Hiçbir şeye inanmasam bile kesinlikle gelecek güzel günlere inanırım ben (!). Sanat üreten, şiir okuyan, felsefe tartışan bir yer olacak burası bir gün, biliyorum. Zihinleri tarikatlara, dogmalara teslim olmamış apaydınlık bireyler yetişecek; bilimin rotasında, aklın izinde, Atatürk’ün ışığında kafalar/işler saracak dört yanımızı, eminim buna. Pencerelerimiz havadar bir dünyaya açılacak; tertemiz bir soluk dolacak içeri, içimize.
Fakat, zaman zaman da umutsuzluğa kapılırım. Dağda, kırda, ovada yaşayan, dijital erişim imkanlarından yoksun biçare/zavallı bir köylü cehaleti çıkar çünkü şehrin göbeğinde karşıma. Bir garip söz, abes bir bakış açısı yahut sığ bir tutum, tahrip eder tüm ümitlerimi bir an. Panik bir üzüntü hali, kara bir duman sarar çepeçevre bütün benliğimi. Çırpındıkça batmış, bağırdıkça sesim daha da kısılmış hissederim o zaman.
Bugün, iktidar apaçık “topyekûn cehalet” politikası güdüyor. Bu politika, kendine “vücut” da buluyor haliyle ve bu gerçekle karşılaşınca da üzülüyorum. Saltanatlarını, biraz daha devam ettirebilmelerinin yolu da bu politikadan geçiyor kuşkusuz. Ve gayeleri, kimse “bilmesin/anlamasın”; halk dönüşsün, değişsin, istedikleri şekli alsın. Eğitim, adalet, usul ve nizam umurlarında bile değil. Mesela, CB tarafından Boğaziçi’ne atanan o intihalci rektörü de hiç abuk bulmamıştım bu yüzden. Tam da bu devire yakışan, halkıma layık cinsten bir işti aslında. Zira, bir rektör yardımcısı da, “Okuma oranı arttıkça beni hafakanlar basıyor” dememiş miydi?
Yarın açılacak Meclis’in gündeminde iktidarın ömrünü uzatmaya çare olmayacak arayışlar var: Sosyal medyaya baskı ve anketlere zincir!
Biri toplumsal iletişimi, bilgilenmeyi kontrol altına almak, öteki oylardaki erimenin ortaya çıkmasını engellemek için.
Mustafa Balbay. 2021. https://www.cumhuriyet.com.tr/yazarlar/mustafa-balbay/cok-alametler-belirdi-1872942 30.09.2021’de erişildi.

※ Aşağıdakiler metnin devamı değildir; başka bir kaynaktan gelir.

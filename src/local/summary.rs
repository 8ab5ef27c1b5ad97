//! Phase 1: per-node partial statistics.

use std::collections::BTreeMap;

use serde::{Deserialize, Serialize};

use crate::error::{SummaryError, SummaryResult};
use crate::policy::StatisticKind;
use crate::privacy::{GuardDecision, PrivacyGuard};
use crate::types::{ColumnKind, DataSet};

/// Partial statistics of a numeric column at one node.
///
/// `None` means "not shared" (suppressed by policy, or undefined such as the minimum of an
/// all-missing column). It never stands for zero.
#[derive(Debug, Clone, Default, PartialEq, Serialize, Deserialize)]
pub struct NumericPartial {
    #[serde(default, skip_serializing_if = "Option::is_none")]
    pub count: Option<u64>,
    #[serde(default, skip_serializing_if = "Option::is_none")]
    pub missing: Option<u64>,
    #[serde(default, skip_serializing_if = "Option::is_none")]
    pub sum: Option<f64>,
    #[serde(default, skip_serializing_if = "Option::is_none")]
    pub min: Option<f64>,
    #[serde(default, skip_serializing_if = "Option::is_none")]
    pub max: Option<f64>,
}

/// Partial statistics of a categorical column at one node.
#[derive(Debug, Clone, Default, PartialEq, Eq, Serialize, Deserialize)]
pub struct CategoricalPartial {
    #[serde(default, skip_serializing_if = "Option::is_none")]
    pub count: Option<u64>,
    #[serde(default, skip_serializing_if = "Option::is_none")]
    pub missing: Option<u64>,
    #[serde(default, skip_serializing_if = "Option::is_none")]
    pub counts_unique_values: Option<BTreeMap<String, u64>>,
}

/// Partial statistics of one column, tagged with the kind the node resolved it to.
#[derive(Debug, Clone, PartialEq, Serialize, Deserialize)]
#[serde(tag = "kind", rename_all = "snake_case")]
pub enum LocalColumnStats {
    Numeric(NumericPartial),
    Categorical(CategoricalPartial),
}

impl LocalColumnStats {
    pub fn kind(&self) -> ColumnKind {
        match self {
            LocalColumnStats::Numeric(_) => ColumnKind::Numeric,
            LocalColumnStats::Categorical(_) => ColumnKind::Categorical,
        }
    }
}

/// Everything a node shares in phase 1. Contains aggregates only, never rows.
#[derive(Debug, Clone, Default, PartialEq, Serialize, Deserialize)]
pub struct LocalStatBundle {
    pub columns: BTreeMap<String, LocalColumnStats>,
    /// Rows with no missing value among the admitted columns.
    #[serde(default, skip_serializing_if = "Option::is_none")]
    pub num_complete_rows: Option<u64>,
}

/// Compute the phase-1 bundle for already admitted and resolved `columns`.
///
/// Statistic-level policy is applied last: fields whose switch is off are stripped and
/// unique-value maps go through [`PrivacyGuard::release_unique_counts`].
pub fn compute_local_summary(
    dataset: &DataSet,
    columns: &[(String, ColumnKind)],
    guard: &PrivacyGuard<'_>,
    decision: &GuardDecision,
) -> SummaryResult<LocalStatBundle> {
    let mut idxs = Vec::with_capacity(columns.len());
    let mut out = BTreeMap::new();

    for (column, kind) in columns {
        let idx = dataset.column_index(column)?;
        idxs.push(idx);
        let stats = match kind {
            ColumnKind::Numeric => {
                LocalColumnStats::Numeric(filter_numeric(numeric_partial(dataset, idx, column)?, decision))
            }
            ColumnKind::Categorical => {
                let (partial, counts) = categorical_partial(dataset, idx);
                LocalColumnStats::Categorical(CategoricalPartial {
                    count: gate(decision, StatisticKind::Count, partial.count),
                    missing: gate(decision, StatisticKind::Missing, partial.missing),
                    counts_unique_values: guard.release_unique_counts(column, counts),
                })
            }
        };
        out.insert(column.clone(), stats);
    }

    let complete = dataset
        .rows
        .iter()
        .filter(|row| {
            idxs.iter()
                .all(|&idx| row.get(idx).is_some_and(|v| !v.is_missing()))
        })
        .count() as u64;

    Ok(LocalStatBundle {
        columns: out,
        num_complete_rows: gate(decision, StatisticKind::NumCompleteRows, Some(complete)),
    })
}

fn gate<T>(decision: &GuardDecision, kind: StatisticKind, value: Option<T>) -> Option<T> {
    if decision.allows(kind) { value } else { None }
}

fn filter_numeric(p: NumericPartial, decision: &GuardDecision) -> NumericPartial {
    NumericPartial {
        count: gate(decision, StatisticKind::Count, p.count),
        missing: gate(decision, StatisticKind::Missing, p.missing),
        sum: gate(decision, StatisticKind::Sum, p.sum),
        min: gate(decision, StatisticKind::Min, p.min),
        max: gate(decision, StatisticKind::Max, p.max),
    }
}

fn numeric_partial(dataset: &DataSet, idx: usize, column: &str) -> SummaryResult<NumericPartial> {
    let mut count = 0u64;
    let mut missing = 0u64;
    let mut sum = 0.0f64;
    let mut min: Option<f64> = None;
    let mut max: Option<f64> = None;

    for value in dataset.column_values(idx) {
        if value.is_missing() {
            missing += 1;
            continue;
        }
        let v = value.as_f64().ok_or_else(|| SummaryError::NotNumeric {
            column: column.to_string(),
        })?;
        count += 1;
        sum += v;
        min = Some(min.map_or(v, |m| m.min(v)));
        max = Some(max.map_or(v, |m| m.max(v)));
    }

    Ok(NumericPartial {
        count: Some(count),
        missing: Some(missing),
        sum: Some(sum),
        min,
        max,
    })
}

fn categorical_partial(dataset: &DataSet, idx: usize) -> (CategoricalPartial, BTreeMap<String, u64>) {
    let mut missing = 0u64;
    let mut counts: BTreeMap<String, u64> = BTreeMap::new();
    for value in dataset.column_values(idx) {
        match value.category_key() {
            Some(key) => *counts.entry(key).or_insert(0) += 1,
            None => missing += 1,
        }
    }
    let partial = CategoricalPartial {
        count: Some(counts.values().sum()),
        missing: Some(missing),
        counts_unique_values: None,
    };
    (partial, counts)
}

Sonuç olarak, bunca kötülük, kötü niyet, liyakatsizlik, sorumsuzluk, iş bilmezlik, hazırlıksızlık, haksızlık, hırsızlık, gericilik, utanmazlık, yalan ayyuka çıktıktan sonra, bu iktidarın hala iktidarda kalmasını beklemek de safdillik olur artık; üstelik, o mahfilde yan çizmeler, geri manevralar başlamışken. İşte, muhtemel şanlı yenilginin sabahında kullanılmak üzere “hece ölçülü” bir zafer şarkısı/marşı yazdım müstakbel yeni iktidara; sözleri burada, bestesi ve tüm hakları bende 🙂 Nefes olsun.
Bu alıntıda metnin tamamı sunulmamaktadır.